[Source records]

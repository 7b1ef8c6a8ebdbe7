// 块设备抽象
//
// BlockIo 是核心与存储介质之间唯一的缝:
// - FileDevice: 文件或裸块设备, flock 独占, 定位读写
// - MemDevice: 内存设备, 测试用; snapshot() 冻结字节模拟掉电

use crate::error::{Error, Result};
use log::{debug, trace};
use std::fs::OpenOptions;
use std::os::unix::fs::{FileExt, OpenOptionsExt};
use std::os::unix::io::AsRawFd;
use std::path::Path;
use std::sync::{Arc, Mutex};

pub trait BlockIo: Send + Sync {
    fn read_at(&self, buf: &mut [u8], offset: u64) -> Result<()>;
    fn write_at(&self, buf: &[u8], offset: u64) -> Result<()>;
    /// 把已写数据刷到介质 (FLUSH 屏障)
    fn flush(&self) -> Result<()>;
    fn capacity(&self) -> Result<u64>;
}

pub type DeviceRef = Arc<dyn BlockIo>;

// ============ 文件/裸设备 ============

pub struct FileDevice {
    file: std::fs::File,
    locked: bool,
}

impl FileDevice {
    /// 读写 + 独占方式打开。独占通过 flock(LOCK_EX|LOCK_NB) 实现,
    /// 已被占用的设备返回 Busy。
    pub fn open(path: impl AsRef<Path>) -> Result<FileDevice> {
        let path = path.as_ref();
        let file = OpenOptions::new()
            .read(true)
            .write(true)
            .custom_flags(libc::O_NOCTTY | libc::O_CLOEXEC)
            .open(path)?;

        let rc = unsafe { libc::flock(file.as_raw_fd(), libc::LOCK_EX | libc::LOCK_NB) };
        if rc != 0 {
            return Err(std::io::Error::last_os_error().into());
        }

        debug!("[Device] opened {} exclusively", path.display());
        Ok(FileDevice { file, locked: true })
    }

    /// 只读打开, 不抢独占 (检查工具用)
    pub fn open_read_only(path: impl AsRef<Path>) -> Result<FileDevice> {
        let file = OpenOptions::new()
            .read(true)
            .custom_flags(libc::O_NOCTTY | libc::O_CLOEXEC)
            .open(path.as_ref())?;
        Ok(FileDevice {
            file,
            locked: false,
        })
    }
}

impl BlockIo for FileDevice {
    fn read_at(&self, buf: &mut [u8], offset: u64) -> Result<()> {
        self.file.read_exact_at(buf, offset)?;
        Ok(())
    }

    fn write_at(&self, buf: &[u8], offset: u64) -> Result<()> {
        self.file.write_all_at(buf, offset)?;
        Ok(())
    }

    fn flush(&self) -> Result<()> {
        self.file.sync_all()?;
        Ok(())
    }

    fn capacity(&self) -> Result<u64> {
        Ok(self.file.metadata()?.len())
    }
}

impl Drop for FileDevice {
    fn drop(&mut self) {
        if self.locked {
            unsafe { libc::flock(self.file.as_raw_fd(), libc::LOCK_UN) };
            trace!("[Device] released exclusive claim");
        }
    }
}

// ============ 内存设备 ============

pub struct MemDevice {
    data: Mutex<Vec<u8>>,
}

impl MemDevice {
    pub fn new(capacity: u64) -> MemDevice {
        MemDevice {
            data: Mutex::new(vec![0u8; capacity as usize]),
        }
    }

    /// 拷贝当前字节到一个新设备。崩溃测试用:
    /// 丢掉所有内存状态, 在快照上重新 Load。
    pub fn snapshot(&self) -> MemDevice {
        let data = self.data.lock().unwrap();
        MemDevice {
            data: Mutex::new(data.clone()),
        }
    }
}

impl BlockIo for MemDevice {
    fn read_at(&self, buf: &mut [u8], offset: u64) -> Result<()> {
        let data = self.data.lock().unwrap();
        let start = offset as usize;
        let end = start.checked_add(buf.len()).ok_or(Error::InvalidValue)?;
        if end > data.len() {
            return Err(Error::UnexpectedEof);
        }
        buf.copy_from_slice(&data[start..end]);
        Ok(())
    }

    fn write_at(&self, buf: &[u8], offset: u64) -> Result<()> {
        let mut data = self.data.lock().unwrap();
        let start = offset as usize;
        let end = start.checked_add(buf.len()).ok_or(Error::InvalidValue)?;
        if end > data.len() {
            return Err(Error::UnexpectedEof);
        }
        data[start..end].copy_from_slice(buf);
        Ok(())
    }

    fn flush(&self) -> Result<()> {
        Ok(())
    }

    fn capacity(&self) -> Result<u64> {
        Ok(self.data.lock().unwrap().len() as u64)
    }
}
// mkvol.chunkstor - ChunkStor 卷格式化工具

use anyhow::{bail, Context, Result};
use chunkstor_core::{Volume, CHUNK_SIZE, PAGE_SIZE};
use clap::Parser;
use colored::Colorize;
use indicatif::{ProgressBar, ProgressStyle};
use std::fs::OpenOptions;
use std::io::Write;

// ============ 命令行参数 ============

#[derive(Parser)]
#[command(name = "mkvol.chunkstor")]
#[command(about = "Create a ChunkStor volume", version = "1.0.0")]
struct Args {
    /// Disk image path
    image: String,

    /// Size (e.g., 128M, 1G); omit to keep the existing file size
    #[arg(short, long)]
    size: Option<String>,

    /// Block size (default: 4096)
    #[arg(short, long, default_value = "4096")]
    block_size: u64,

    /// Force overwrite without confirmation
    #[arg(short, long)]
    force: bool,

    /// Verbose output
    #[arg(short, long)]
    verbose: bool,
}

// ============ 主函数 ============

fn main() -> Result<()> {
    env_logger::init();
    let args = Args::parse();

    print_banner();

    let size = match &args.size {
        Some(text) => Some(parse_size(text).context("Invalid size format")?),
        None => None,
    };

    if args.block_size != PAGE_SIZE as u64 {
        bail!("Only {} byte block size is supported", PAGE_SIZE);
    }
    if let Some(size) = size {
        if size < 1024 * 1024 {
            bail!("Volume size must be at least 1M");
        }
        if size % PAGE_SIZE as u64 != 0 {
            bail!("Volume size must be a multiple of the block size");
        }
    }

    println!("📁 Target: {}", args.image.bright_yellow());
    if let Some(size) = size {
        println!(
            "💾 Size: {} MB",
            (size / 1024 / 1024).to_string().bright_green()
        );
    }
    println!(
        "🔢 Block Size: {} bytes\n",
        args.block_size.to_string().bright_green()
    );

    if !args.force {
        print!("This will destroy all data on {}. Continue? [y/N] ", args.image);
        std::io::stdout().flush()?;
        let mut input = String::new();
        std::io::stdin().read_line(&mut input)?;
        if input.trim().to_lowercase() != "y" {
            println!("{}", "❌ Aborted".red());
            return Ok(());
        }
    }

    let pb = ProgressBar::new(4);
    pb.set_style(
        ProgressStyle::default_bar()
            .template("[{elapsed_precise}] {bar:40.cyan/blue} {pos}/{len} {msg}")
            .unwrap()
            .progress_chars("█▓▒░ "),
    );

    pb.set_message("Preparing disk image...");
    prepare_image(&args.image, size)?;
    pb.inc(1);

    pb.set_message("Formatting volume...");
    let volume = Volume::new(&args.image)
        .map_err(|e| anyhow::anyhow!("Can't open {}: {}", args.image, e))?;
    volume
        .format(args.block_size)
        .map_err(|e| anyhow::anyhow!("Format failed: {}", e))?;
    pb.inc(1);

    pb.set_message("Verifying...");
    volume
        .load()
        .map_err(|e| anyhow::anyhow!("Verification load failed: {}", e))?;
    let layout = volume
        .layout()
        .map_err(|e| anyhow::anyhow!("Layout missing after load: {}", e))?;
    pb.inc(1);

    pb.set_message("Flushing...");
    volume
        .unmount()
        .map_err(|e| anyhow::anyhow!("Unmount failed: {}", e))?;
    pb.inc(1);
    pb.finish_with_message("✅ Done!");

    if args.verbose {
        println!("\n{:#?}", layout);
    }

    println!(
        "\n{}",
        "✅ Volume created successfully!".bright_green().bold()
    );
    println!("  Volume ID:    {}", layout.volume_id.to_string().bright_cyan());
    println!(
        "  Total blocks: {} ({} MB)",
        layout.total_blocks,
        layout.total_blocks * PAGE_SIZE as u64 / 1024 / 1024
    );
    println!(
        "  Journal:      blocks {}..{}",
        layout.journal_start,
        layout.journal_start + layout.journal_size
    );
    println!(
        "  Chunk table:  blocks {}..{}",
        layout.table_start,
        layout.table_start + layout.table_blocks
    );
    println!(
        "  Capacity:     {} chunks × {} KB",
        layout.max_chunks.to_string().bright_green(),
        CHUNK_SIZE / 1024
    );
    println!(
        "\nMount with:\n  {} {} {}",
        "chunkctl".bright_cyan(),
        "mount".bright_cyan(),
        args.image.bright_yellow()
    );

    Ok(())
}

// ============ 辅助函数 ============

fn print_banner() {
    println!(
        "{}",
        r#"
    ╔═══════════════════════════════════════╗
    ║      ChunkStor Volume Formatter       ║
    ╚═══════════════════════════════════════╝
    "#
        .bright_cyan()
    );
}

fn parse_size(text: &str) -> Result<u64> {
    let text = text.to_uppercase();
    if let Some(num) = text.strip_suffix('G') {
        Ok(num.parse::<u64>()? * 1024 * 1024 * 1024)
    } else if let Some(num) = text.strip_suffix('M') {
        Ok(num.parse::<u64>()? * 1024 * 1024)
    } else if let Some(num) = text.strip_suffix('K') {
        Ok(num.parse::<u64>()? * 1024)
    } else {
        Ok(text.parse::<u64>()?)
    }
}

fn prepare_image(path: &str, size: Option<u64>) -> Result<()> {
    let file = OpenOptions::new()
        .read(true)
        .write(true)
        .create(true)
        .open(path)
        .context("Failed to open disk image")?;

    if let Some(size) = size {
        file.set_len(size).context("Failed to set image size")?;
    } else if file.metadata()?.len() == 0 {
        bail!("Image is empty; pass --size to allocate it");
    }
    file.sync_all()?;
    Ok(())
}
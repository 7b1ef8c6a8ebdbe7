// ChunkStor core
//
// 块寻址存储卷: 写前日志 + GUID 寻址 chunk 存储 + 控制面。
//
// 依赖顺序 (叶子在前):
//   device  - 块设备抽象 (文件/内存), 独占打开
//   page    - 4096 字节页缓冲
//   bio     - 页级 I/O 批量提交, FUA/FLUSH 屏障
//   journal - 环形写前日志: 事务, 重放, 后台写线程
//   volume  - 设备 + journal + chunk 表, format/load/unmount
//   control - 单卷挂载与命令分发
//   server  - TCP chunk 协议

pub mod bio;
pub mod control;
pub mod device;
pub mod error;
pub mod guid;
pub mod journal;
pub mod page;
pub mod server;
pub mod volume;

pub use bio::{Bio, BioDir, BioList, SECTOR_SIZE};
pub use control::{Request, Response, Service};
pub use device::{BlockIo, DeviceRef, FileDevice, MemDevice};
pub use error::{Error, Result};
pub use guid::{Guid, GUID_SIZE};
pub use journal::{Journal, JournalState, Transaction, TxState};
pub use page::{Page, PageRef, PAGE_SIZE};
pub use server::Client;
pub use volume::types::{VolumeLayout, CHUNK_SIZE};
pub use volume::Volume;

[/Source records]

Instructions for the task >>
Report every line of the records that contains the word "control".

Result below >>
//   control - 单卷挂载与命令分发
pub mod control;
pub use control::{Request, Response, Service};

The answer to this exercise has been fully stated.